• TASK DESCRIPTION: The answer consists of one number: how many lines of the data below include the string "timestamp".
(DATA TO USE begins)
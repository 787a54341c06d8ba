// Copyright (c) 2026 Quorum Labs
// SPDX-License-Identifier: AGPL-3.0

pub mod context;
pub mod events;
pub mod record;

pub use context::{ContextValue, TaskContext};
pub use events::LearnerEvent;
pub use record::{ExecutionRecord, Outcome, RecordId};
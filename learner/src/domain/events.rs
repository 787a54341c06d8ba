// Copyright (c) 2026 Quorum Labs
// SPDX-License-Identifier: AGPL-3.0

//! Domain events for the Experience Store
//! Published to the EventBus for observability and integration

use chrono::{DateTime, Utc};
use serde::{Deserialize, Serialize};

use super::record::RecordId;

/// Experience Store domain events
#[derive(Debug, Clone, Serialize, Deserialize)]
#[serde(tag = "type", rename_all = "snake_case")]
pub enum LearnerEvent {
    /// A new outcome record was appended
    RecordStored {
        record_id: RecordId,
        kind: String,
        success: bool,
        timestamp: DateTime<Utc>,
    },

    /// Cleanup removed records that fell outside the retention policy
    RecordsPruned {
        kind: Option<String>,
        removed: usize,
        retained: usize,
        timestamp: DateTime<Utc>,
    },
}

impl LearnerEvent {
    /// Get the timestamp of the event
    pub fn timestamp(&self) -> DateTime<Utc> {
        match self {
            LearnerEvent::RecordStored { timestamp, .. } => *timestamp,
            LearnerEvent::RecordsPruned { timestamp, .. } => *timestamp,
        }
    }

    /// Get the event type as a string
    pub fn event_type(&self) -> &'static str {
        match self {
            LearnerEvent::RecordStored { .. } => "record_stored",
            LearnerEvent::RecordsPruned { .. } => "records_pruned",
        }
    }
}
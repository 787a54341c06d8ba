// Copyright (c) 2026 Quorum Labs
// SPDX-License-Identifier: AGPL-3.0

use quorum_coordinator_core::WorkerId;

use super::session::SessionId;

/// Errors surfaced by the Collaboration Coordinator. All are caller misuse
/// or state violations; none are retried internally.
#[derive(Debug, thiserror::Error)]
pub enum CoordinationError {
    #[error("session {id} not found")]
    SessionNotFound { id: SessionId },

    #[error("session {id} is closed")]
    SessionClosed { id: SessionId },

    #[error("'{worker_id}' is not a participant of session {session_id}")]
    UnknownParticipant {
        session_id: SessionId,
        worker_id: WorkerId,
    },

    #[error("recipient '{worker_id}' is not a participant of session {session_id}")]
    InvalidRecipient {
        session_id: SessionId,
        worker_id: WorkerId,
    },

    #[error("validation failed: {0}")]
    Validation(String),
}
(DATA TO USE ends)
• RESULT FOR THIS TASK: 6